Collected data
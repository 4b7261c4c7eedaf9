use crate::error::{ParseError, SpecError};
use crate::help::Usage;
use crate::low_level::{Flag, LowLevelParser};
use crate::positional::Positional;
use crate::value::{FlagValue, Input, Output, Value};
use std::env;
use std::fmt;
use std::io::{self, Write};
use std::mem;
use std::process;
use tracing::{debug, warn};

/// What [`FlagSet::parse`] does after reporting an error.
#[derive(Debug, Clone, Copy, PartialEq, Eq, Default)]
pub enum ErrorHandling {
    /// Return the error to the caller.
    #[default]
    ContinueOnError,
    /// Exit the process with status 2, or 0 if help was requested.
    ExitOnError,
    /// Panic with the error message.
    PanicOnError,
}

/// Registration and lookup shared by [`FlagSet`] and [`Positional`].
pub trait Flags {
    fn low_level(&self) -> &LowLevelParser;

    fn low_level_mut(&mut self) -> &mut LowLevelParser;

    fn var<N: AsRef<str>, U: AsRef<str>>(
        &mut self,
        name: N,
        usage: U,
        value: FlagValue,
    ) -> Result<&mut Self, SpecError> {
        self.low_level_mut()
            .register(name.as_ref(), usage.as_ref(), value)?;
        Ok(self)
    }

    fn bool<N: AsRef<str>, U: AsRef<str>>(
        &mut self,
        name: N,
        default: bool,
        usage: U,
    ) -> Result<&mut Self, SpecError> {
        self.var(name, usage, FlagValue::Bool(default))
    }

    fn string<N: AsRef<str>, D: AsRef<str>, U: AsRef<str>>(
        &mut self,
        name: N,
        default: D,
        usage: U,
    ) -> Result<&mut Self, SpecError> {
        let default = default.as_ref().to_string();
        self.var(name, usage, FlagValue::Str(default))
    }

    /// Each occurrence is appended to a byte buffer followed by a newline.
    fn buffer<N: AsRef<str>, U: AsRef<str>>(
        &mut self,
        name: N,
        usage: U,
    ) -> Result<&mut Self, SpecError> {
        self.var(name, usage, FlagValue::Buffer(Vec::new()))
    }

    fn strings<N: AsRef<str>, U: AsRef<str>>(
        &mut self,
        name: N,
        usage: U,
    ) -> Result<&mut Self, SpecError> {
        self.var(name, usage, FlagValue::Strings(Vec::new()))
    }

    /// Each occurrence is written verbatim to `writer`.
    fn writer<N: AsRef<str>, W: Write + 'static, U: AsRef<str>>(
        &mut self,
        name: N,
        writer: W,
        usage: U,
    ) -> Result<&mut Self, SpecError> {
        self.var(name, usage, FlagValue::writer(writer))
    }

    fn input_file<N: AsRef<str>, U: AsRef<str>>(
        &mut self,
        name: N,
        usage: U,
    ) -> Result<&mut Self, SpecError> {
        self.var(name, usage, FlagValue::InputFile(None))
    }

    fn input_files<N: AsRef<str>, U: AsRef<str>>(
        &mut self,
        name: N,
        usage: U,
    ) -> Result<&mut Self, SpecError> {
        self.var(name, usage, FlagValue::InputFiles(Vec::new()))
    }

    fn output_files<N: AsRef<str>, U: AsRef<str>>(
        &mut self,
        name: N,
        usage: U,
    ) -> Result<&mut Self, SpecError> {
        self.var(name, usage, FlagValue::OutputFiles(Vec::new()))
    }

    fn custom<N: AsRef<str>, V: Value + 'static, U: AsRef<str>>(
        &mut self,
        name: N,
        value: V,
        usage: U,
    ) -> Result<&mut Self, SpecError> {
        self.var(name, usage, FlagValue::custom(value))
    }

    fn lookup(&self, name: &str) -> Option<&Flag> {
        self.low_level().get(name)
    }

    fn value(&self, name: &str) -> Option<&FlagValue> {
        self.lookup(name).map(|flag| &flag.value)
    }

    fn value_mut(&mut self, name: &str) -> Option<&mut FlagValue> {
        self.low_level_mut().get_mut(name).map(|flag| &mut flag.value)
    }

    /// Whether `name` was assigned during the last parse.
    fn is_set(&self, name: &str) -> bool {
        self.low_level().is_visited(name)
    }

    /// Calls `f` for each flag assigned during the last parse.
    fn visit<F: FnMut(&Flag)>(&self, f: F) {
        self.low_level().visited().for_each(f)
    }

    /// Calls `f` for each registered flag in registration order.
    fn visit_all<F: FnMut(&Flag)>(&self, f: F) {
        self.low_level().flags().iter().for_each(f)
    }

    fn get_bool(&self, name: &str) -> Option<bool> {
        match self.value(name)? {
            FlagValue::Bool(b) => Some(*b),
            _ => None,
        }
    }

    fn get_str(&self, name: &str) -> Option<&str> {
        match self.value(name)? {
            FlagValue::Str(s) => Some(s.as_str()),
            _ => None,
        }
    }

    fn get_buffer(&self, name: &str) -> Option<&[u8]> {
        match self.value(name)? {
            FlagValue::Buffer(buf) => Some(buf.as_slice()),
            _ => None,
        }
    }

    fn get_strings(&self, name: &str) -> Option<&[String]> {
        match self.value(name)? {
            FlagValue::Strings(v) => Some(v.as_slice()),
            _ => None,
        }
    }

    /// Moves the writer out of a writer flag. Later occurrences of the flag fail.
    fn take_writer(&mut self, name: &str) -> Option<Box<dyn Write>> {
        match self.value_mut(name)? {
            FlagValue::Writer(w) => w.take(),
            _ => None,
        }
    }

    fn take_input_file(&mut self, name: &str) -> Option<Input> {
        match self.value_mut(name)? {
            FlagValue::InputFile(input) => input.take(),
            _ => None,
        }
    }

    fn take_input_files(&mut self, name: &str) -> Vec<Input> {
        match self.value_mut(name) {
            Some(FlagValue::InputFiles(inputs)) => mem::take(inputs),
            _ => Vec::new(),
        }
    }

    fn take_output_files(&mut self, name: &str) -> Vec<Output> {
        match self.value_mut(name) {
            Some(FlagValue::OutputFiles(outputs)) => mem::take(outputs),
            _ => Vec::new(),
        }
    }
}

pub type UsageFn = Box<dyn Fn(&FlagSet, &mut dyn Write) -> io::Result<()>>;

/// A set of named flags, optionally followed by named positional arguments.
pub struct FlagSet {
    name: String,
    low_level: LowLevelParser,
    positional: Option<Positional>,
    args: Vec<String>,
    parsed: bool,
    error_handling: ErrorHandling,
    output: Option<Box<dyn Write>>,
    usage: Option<UsageFn>,
}

impl FlagSet {
    pub fn new<S: AsRef<str>>(name: S, error_handling: ErrorHandling) -> Self {
        Self {
            name: name.as_ref().to_string(),
            low_level: LowLevelParser::default(),
            positional: None,
            args: Vec::new(),
            parsed: false,
            error_handling,
            output: None,
            usage: None,
        }
    }

    /// The flag set for the process command line, named after `argv[0]` and
    /// exiting on error.
    pub fn from_env() -> Self {
        let name = env::args().next().unwrap_or_default();
        Self::new(name, ErrorHandling::ExitOnError)
    }

    pub fn name(&self) -> &str {
        &self.name
    }

    pub fn error_handling(&self) -> ErrorHandling {
        self.error_handling
    }

    pub fn set_error_handling(&mut self, error_handling: ErrorHandling) -> &mut Self {
        self.error_handling = error_handling;
        self
    }

    /// Where error messages and usage are written. Defaults to stderr.
    pub fn set_output<W: Write + 'static>(&mut self, output: W) -> &mut Self {
        self.output = Some(Box::new(output));
        self
    }

    /// Replaces the default usage renderer.
    pub fn set_usage<F>(&mut self, usage: F) -> &mut Self
    where
        F: Fn(&FlagSet, &mut dyn Write) -> io::Result<()> + 'static,
    {
        self.usage = Some(Box::new(usage));
        self
    }

    /// The positional parser run over the arguments left after flags. It is
    /// created on first access.
    pub fn positional(&mut self) -> &mut Positional {
        self.positional.get_or_insert_with(Positional::new)
    }

    pub fn positional_ref(&self) -> Option<&Positional> {
        self.positional.as_ref()
    }

    pub fn parsed(&self) -> bool {
        self.parsed
    }

    /// Arguments left after the flags.
    pub fn args(&self) -> &[String] {
        &self.args
    }

    pub fn parse<A: IntoIterator<Item = String>>(&mut self, args: A) -> Result<(), ParseError> {
        self.parsed = true;
        match self.parse_low_level(args) {
            Ok(()) => Ok(()),
            Err(e) => self.handle(e),
        }
    }

    pub fn parse_env(&mut self) -> Result<(), ParseError> {
        self.parse(env::args().skip(1))
    }

    fn parse_low_level<A: IntoIterator<Item = String>>(
        &mut self,
        args: A,
    ) -> Result<(), ParseError> {
        self.args.clear();
        self.args = self.low_level.parse(args)?;
        debug!(name = %self.name, args = ?self.args, "parsed flags");
        if let Some(positional) = self.positional.as_mut() {
            positional.parse(self.args.iter().cloned())?;
        }
        Ok(())
    }

    fn handle(&mut self, err: ParseError) -> Result<(), ParseError> {
        if !matches!(err, ParseError::Help) {
            self.write_output(format!("{}\n", err).as_bytes());
        }
        self.print_usage();
        match self.error_handling {
            ErrorHandling::ContinueOnError => Err(err),
            ErrorHandling::ExitOnError => match err {
                ParseError::Help => process::exit(0),
                _ => process::exit(2),
            },
            ErrorHandling::PanicOnError => panic!("{}", err),
        }
    }

    pub fn usage(&self) -> Usage {
        Usage::new(self)
    }

    /// Writes usage to the output, through the custom renderer if one is set.
    pub fn print_usage(&mut self) {
        let mut buf = Vec::new();
        let rendered = match &self.usage {
            Some(usage) => usage(self, &mut buf),
            None => write!(buf, "{}", self.usage()),
        };
        if rendered.is_ok() {
            self.write_output(&buf);
        }
    }

    fn write_output(&mut self, bytes: &[u8]) {
        let written = match self.output.as_mut() {
            Some(output) => output.write_all(bytes),
            None => io::stderr().write_all(bytes),
        };
        if let Err(e) = written {
            warn!(name = %self.name, error = %e, "failed to write to flag set output");
        }
    }
}

impl Flags for FlagSet {
    fn low_level(&self) -> &LowLevelParser {
        &self.low_level
    }

    fn low_level_mut(&mut self) -> &mut LowLevelParser {
        &mut self.low_level
    }
}

impl fmt::Debug for FlagSet {
    fn fmt(&self, f: &mut fmt::Formatter) -> fmt::Result {
        f.debug_struct("FlagSet")
            .field("name", &self.name)
            .field("low_level", &self.low_level)
            .field("positional", &self.positional)
            .field("args", &self.args)
            .field("parsed", &self.parsed)
            .field("error_handling", &self.error_handling)
            .finish()
    }
}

[Goal of the exercise]: Your answer should be the lines above, from the line containing "self.write_output(&buf);" up to and including the line containing "if let Err(e)", reproduced exactly and with nothing else.

[Result of this exercise]:
            self.write_output(&buf);
        }
    }

    fn write_output(&mut self, bytes: &[u8]) {
        let written = match self.output.as_mut() {
            Some(output) => output.write_all(bytes),
            None => io::stderr().write_all(bytes),
        };
        if let Err(e) = written {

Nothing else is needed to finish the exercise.